Whoa. I think you misinterpreted what I said. There is no issue in my mind with having LDS Chartering Organizations and units. LDS units, as any other religious or community contact, should be completely welcome in scouting, and I have often said I hope many of them come back in time. The issue is how the core scouting program was adapted over the years to fit specific LDS needs. The program, with perhaps minor tweaks to fit local circumstances, should be largely the same for all.

I disagree about the structure. I have my own theories about why the Catholic Church and Scouting have both been particularly vulnerable to infiltration and then enabling of child predators. The franchise like structure of both often leaves no one really in charge and does not foster communication or collaboration. Both organizations are bureaucratic, hierarchal, insular, and prone to allowing their most local manifestations to operate in a silo that can become almost a personal fiefdom for a few individuals. Problems result. Most other youth organizations are not run this way. 

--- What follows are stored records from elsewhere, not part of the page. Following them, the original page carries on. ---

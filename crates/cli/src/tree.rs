use jscope_core::editor::ParseOptions;
use jscope_java::{ClassPath, parse_structure, read_source};
use std::path::Path;
use std::process::ExitCode;
use tracing::warn;

pub fn run(
    file: &Path,
    classpath: &ClassPath,
    options: ParseOptions,
    json: bool,
) -> Result<ExitCode, Box<dyn std::error::Error>> {
    let text = read_source(file)?;
    let tree = parse_structure(&text, classpath, options)?;

    for message in tree.syntax_errors() {
        warn!(file = %file.display(), "{message}");
    }

    if json {
        let summary = tree.summary(tree.root());
        println!("{}", serde_json::to_string_pretty(&summary)?);
    } else {
        print!("{tree}");
    }
    Ok(ExitCode::SUCCESS)
}
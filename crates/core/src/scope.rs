//! Name lookup as seen from inside one compilation unit.
//!
//! Lookup order for a simple name: member types of the enclosing types
//! (innermost first) and the enclosing types themselves, top-level types of
//! this unit, single-type imports, the unit's package, on-demand imports,
//! `java.lang`, and finally the external resolver.

use crate::entity::{Entity, EntityResolver, ResolveContext, resolve_qualified};
use indexmap::IndexSet;

pub struct CompilationUnitScope<'a> {
    external: &'a dyn EntityResolver,
    package: Option<String>,
    single_imports: Vec<String>,
    on_demand_imports: Vec<String>,
    declared: IndexSet<String>,
}

impl<'a> CompilationUnitScope<'a> {
    pub fn new(external: &'a dyn EntityResolver) -> Self {
        Self {
            external,
            package: None,
            single_imports: Vec::new(),
            on_demand_imports: Vec::new(),
            declared: IndexSet::new(),
        }
    }

    pub fn package(&self) -> Option<&str> {
        self.package.as_deref()
    }

    pub fn set_package(&mut self, name: String) {
        if !name.is_empty() {
            self.package = Some(name);
        }
    }

    /// Records an import. Static imports take part in type lookup too, since
    /// they may name member types.
    pub fn add_import(&mut self, name: String, on_demand: bool) {
        if name.is_empty() {
            return;
        }
        if on_demand {
            self.on_demand_imports.push(name);
        } else {
            self.single_imports.push(name);
        }
    }

    /// Registers a type declared in this unit by its qualified name.
    pub fn declare(&mut self, qualified_name: String) {
        self.declared.insert(qualified_name);
    }

    pub fn declared_types(&self) -> impl Iterator<Item = &str> {
        self.declared.iter().map(String::as_str)
    }

    /// Qualified name of a top-level type called `name` in this unit's package.
    pub fn qualify(&self, name: &str) -> String {
        match &self.package {
            Some(package) => format!("{package}.{name}"),
            None => name.to_string(),
        }
    }

    fn class_in(&self, prefix: &str, name: &str, context: &ResolveContext) -> Option<Entity> {
        match resolve_qualified(self.external, &format!("{prefix}.{name}"), context) {
            Some(entity @ Entity::Class(_)) => Some(entity),
            _ => None,
        }
    }

    /// Whether `name` is a prefix package of this unit's own package.
    fn is_own_package_prefix(&self, name: &str) -> bool {
        self.package.as_deref().is_some_and(|package| {
            package == name
                || package
                    .strip_prefix(name)
                    .is_some_and(|rest| rest.starts_with('.'))
        })
    }
}

impl EntityResolver for CompilationUnitScope<'_> {
    fn resolve_package_or_class(&self, name: &str, context: &ResolveContext) -> Option<Entity> {
        for outer in context.enclosing_types.iter().rev() {
            let member = format!("{outer}.{name}");
            if self.declared.contains(&member) {
                return Some(Entity::Class(member));
            }
            if outer.rsplit('.').next() == Some(name) {
                return Some(Entity::Class(outer.clone()));
            }
        }

        let top_level = self.qualify(name);
        if self.declared.contains(&top_level) {
            return Some(Entity::Class(top_level));
        }

        if let Some(import) = self
            .single_imports
            .iter()
            .find(|import| import.rsplit('.').next() == Some(name))
        {
            return Some(Entity::Class(import.clone()));
        }

        if let Some(package) = &self.package {
            if let Some(entity) = self.class_in(package, name, context) {
                return Some(entity);
            }
        }

        for prefix in &self.on_demand_imports {
            if let Some(entity) = self.class_in(prefix, name, context) {
                return Some(entity);
            }
        }

        if let Some(entity) = self.class_in("java.lang", name, context) {
            return Some(entity);
        }

        if self.is_own_package_prefix(name) {
            return Some(Entity::Package(name.to_string()));
        }
        self.external.resolve_package_or_class(name, context)
    }

    fn sub_entity(&self, parent: &Entity, name: &str) -> Option<Entity> {
        let member = parent.member(name);
        if self.declared.contains(&member) {
            return Some(Entity::Class(member));
        }
        if let Some(found) = self.external.sub_entity(parent, name) {
            return Some(found);
        }
        match parent {
            Entity::Package(_) if self.is_own_package_prefix(&member) => {
                Some(Entity::Package(member))
            }
            _ => None,
        }
    }
}
use jscope_core::class_info::ClassInfo;
use jscope_java::{ClassPath, java_files, parse_class_info_file};
use serde::Serialize;
use std::path::{Path, PathBuf};
use std::process::ExitCode;
use tabled::settings::Style;
use tabled::{Table, Tabled};
use tracing::error;

#[derive(Tabled)]
struct MethodRow {
    #[tabled(rename = "Signature")]
    signature: String,
    #[tabled(rename = "Parameters")]
    params: String,
    #[tabled(rename = "Javadoc")]
    javadoc: String,
}

impl MethodRow {
    fn rows(info: &ClassInfo) -> Vec<MethodRow> {
        info.methods
            .values()
            .map(|method| MethodRow {
                signature: method.signature.clone(),
                params: method.param_names.clone(),
                // First line only
                javadoc: method
                    .javadoc
                    .as_deref()
                    .and_then(|doc| doc.lines().next())
                    .unwrap_or("-")
                    .to_string(),
            })
            .collect()
    }
}

#[derive(Serialize)]
struct FileInfo<'a> {
    file: &'a Path,
    info: &'a ClassInfo,
}

pub fn run(
    paths: &[PathBuf],
    classpath: &ClassPath,
    json: bool,
) -> Result<ExitCode, Box<dyn std::error::Error>> {
    let mut summaries = Vec::new();
    let mut failed = 0;
    for path in paths {
        for file in java_files(path)? {
            match parse_class_info_file(&file, classpath) {
                Ok(info) => summaries.push((file, info)),
                Err(e) => {
                    error!(file = %file.display(), "{e}");
                    failed += 1;
                }
            }
        }
    }

    if json {
        let out: Vec<_> = summaries
            .iter()
            .map(|(file, info)| FileInfo { file, info })
            .collect();
        println!("{}", serde_json::to_string_pretty(&out)?);
    } else {
        for (file, info) in &summaries {
            print_summary(file, info);
        }
    }

    Ok(if failed == 0 {
        ExitCode::SUCCESS
    } else {
        ExitCode::FAILURE
    })
}

fn print_summary(file: &Path, info: &ClassInfo) {
    println!("{}", file.display());
    let visibility = if info.public { "public " } else { "" };
    let kind = if info.is_interface {
        "interface"
    } else if info.is_enum {
        "enum"
    } else {
        "class"
    };
    println!("  Type:       {visibility}{kind} {}", info.name);
    if let Some(package) = &info.package {
        println!("  Package:    {}", package.name);
    }
    if let Some(superclass) = &info.superclass {
        println!("  Extends:    {superclass}");
    }
    if !info.implements.is_empty() {
        println!("  Implements: {}", info.implements.join(", "));
    }
    if !info.used.is_empty() {
        let used: Vec<_> = info.used.iter().map(String::as_str).collect();
        println!("  Uses:       {}", used.join(", "));
    }

    let rows = MethodRow::rows(info);
    if rows.is_empty() {
        println!("  No methods.");
    } else {
        println!("{}", Table::new(rows).with(Style::psql()));
    }
    println!();
}

#[cfg(test)]
mod tests {
    use super::*;
    use jscope_java::parse_class_info;

    #[test]
    fn test_method_rows() {
        let text = "class A {
    /**
     * First line.
     * Second line.
     */
    void f(int a, String b) {}
    A() {}
}
";
        let info = parse_class_info(text, &ClassPath::with_builtins()).unwrap();
        let rows = MethodRow::rows(&info);
        assert_eq!(rows.len(), 2);
        assert_eq!(rows[0].signature, "void f(int, java.lang.String)");
        assert_eq!(rows[0].params, "a b");
        assert_eq!(rows[0].javadoc, "First line.");
        assert_eq!(rows[1].javadoc, "-");
    }
}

"When children choose" is perhaps your key comment and one that I appreciate most. I think that's what we need to focus on, and not on what parents will choose. In another post, I talked about how many scouts we lose within the first year or two after crossover. Most love cubs, but the focus on Eagle and aggressive advancement, that appeals greatly to parents, and the weakening focus on outdoor adventures, at least in my opinion, is why we are not appealing as much to children. I hope as we go through this process that BSA does focus on want children want. 

 

I appreciate your feedback.  I understand your idea better.  I was, instead, addressing the theoretical and thorny issue of how to balance any group’s influence and dominance over a system and how to manage that.  From that particular perspective, it is a balancing act and can take sinister turns either way.  But I get that isn’t really what you were addressing.  It was really the description of “allowing a single religious group to run a shadow program,’ that motivated my response.  There was no real criticism of your observations but rather an expansion of one area that struck a cord with me. 
 

There can be a great deal of truth to what you say and it is an inherent problem with a relatively democratic system.  I was focused on a big picture scenario of just how a balance could be achieved.  My description of somehow controlling composition was a concern in the abstract that any group could face.  Likewise, the real problem of when too few people step up to lead guide and assist with time, resources and people and by circumstance or default end up with disproportionate control.  One could argue that by virtue of their influence, the organization survived...or could equally fall depending on circumstances.  
 

I have a pretty big libertarian streak so I tend to have a robust skepticism of centralized control, especially across the breadth of a nation. I realize that one could make the counter argument that without reasonable control and guidance you end up with a mixed bag.  It can be a tough call and requires a great brain trust of balanced thinking and dedication to maneuver. 
 

There is an excellent book called, “The Starfish and the Spider: The Unstoppable Power of Leaderless Organizations.”  It is worth reading.  Scouts may well take some of the examples of AA.  It’s chapters are ubiquitous and all run the same with the same content and program. Yet, there is no central authority.  When the internet started, investors could not get through their heads the idea of a leaderless entity that makes money.  The Apaches could never be conquered or exterminated by the Spanish because they did not have central authority.  In a more ugly and unfortunate example, Isis and Al Qaeda have proved maddeningly difficult to stamp out precisely because they are a decentralized franchise.  Yet they more or less do the same things.  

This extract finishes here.